Check every line of the data and copy the ones where "broadcast" appears.

Top of DATA SECTION

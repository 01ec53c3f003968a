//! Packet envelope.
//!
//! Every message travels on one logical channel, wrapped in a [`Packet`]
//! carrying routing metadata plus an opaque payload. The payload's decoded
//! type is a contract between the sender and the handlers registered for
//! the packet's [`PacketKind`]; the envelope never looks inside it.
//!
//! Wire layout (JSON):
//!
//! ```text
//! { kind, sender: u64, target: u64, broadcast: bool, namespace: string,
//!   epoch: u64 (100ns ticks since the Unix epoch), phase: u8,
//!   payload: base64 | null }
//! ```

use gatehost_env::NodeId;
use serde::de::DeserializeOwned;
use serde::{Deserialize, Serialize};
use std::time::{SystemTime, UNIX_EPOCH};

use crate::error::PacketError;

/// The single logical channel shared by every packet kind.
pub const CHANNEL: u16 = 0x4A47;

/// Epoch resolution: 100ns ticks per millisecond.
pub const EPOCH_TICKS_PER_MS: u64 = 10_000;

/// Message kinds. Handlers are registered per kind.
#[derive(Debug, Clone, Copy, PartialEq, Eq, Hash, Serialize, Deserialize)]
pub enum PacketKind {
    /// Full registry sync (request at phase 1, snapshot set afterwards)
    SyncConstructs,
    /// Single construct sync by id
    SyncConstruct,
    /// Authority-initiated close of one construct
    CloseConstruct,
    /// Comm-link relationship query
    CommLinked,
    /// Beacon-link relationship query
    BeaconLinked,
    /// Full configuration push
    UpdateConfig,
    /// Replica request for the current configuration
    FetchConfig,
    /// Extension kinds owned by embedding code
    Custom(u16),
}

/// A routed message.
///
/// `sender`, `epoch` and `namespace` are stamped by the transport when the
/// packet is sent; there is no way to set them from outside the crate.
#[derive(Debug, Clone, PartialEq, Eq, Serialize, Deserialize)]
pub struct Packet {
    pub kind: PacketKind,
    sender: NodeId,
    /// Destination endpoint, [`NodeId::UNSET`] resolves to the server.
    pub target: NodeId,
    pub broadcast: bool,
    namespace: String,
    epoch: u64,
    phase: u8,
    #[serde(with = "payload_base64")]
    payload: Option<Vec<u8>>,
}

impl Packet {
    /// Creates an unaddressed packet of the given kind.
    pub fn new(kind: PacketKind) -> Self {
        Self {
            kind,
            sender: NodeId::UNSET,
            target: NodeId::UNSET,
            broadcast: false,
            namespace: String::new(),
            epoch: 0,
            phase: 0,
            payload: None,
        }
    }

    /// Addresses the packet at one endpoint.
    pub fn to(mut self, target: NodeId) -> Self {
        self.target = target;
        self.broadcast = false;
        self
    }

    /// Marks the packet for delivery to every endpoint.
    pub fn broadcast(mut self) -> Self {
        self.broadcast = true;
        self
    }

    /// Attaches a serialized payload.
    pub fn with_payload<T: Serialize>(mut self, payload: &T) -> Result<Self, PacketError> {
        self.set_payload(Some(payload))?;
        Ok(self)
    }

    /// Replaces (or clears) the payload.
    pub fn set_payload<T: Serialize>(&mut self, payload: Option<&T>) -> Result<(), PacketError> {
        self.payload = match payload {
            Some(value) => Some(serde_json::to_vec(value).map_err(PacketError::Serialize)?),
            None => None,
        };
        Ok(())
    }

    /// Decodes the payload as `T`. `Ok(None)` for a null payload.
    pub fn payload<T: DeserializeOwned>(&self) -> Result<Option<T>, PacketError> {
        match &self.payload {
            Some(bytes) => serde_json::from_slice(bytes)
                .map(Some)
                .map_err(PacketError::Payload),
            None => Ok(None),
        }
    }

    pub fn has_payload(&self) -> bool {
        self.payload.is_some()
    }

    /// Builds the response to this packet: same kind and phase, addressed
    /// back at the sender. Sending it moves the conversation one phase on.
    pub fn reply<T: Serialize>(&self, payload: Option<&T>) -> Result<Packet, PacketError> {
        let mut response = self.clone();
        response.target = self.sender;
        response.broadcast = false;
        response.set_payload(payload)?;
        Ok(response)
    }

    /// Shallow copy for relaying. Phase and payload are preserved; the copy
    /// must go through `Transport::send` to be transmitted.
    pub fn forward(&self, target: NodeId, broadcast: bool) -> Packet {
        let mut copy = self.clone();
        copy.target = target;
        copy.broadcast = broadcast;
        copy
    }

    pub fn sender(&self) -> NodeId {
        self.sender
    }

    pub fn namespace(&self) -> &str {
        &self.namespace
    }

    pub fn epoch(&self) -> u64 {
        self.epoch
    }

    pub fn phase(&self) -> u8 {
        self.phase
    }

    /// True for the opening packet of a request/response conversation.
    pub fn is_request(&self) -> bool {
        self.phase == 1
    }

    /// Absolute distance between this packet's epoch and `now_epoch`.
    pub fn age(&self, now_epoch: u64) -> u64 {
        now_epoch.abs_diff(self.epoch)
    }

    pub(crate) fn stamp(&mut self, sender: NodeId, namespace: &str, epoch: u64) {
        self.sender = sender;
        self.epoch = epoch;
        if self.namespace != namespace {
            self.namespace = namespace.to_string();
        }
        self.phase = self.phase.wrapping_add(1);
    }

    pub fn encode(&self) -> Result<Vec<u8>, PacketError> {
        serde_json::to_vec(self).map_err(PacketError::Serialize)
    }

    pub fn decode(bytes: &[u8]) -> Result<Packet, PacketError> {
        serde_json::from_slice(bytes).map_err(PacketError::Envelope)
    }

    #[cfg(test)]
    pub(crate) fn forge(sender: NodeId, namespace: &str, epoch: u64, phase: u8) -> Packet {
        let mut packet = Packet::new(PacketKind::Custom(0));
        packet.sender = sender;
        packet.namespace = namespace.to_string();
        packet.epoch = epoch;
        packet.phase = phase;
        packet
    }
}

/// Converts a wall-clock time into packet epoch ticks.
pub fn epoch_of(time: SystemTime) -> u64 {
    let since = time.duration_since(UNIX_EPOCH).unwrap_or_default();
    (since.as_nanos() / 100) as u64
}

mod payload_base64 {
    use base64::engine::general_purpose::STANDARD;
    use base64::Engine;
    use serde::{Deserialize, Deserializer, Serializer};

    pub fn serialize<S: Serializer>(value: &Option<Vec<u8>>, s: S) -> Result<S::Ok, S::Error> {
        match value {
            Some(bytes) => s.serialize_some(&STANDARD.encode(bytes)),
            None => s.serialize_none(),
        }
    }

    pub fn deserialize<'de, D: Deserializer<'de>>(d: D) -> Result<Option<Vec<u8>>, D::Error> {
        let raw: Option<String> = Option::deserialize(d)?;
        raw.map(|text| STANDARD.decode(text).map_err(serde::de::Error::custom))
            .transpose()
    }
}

Bottom of DATA SECTION

→ ANSWER TO THIS PROBLEM:
//! { kind, sender: u64, target: u64, broadcast: bool, namespace: string,
    pub broadcast: bool,
            broadcast: false,
        self.broadcast = false;
    pub fn broadcast(mut self) -> Self {
        self.broadcast = true;
        response.broadcast = false;
    pub fn forward(&self, target: NodeId, broadcast: bool) -> Packet {
        copy.broadcast = broadcast;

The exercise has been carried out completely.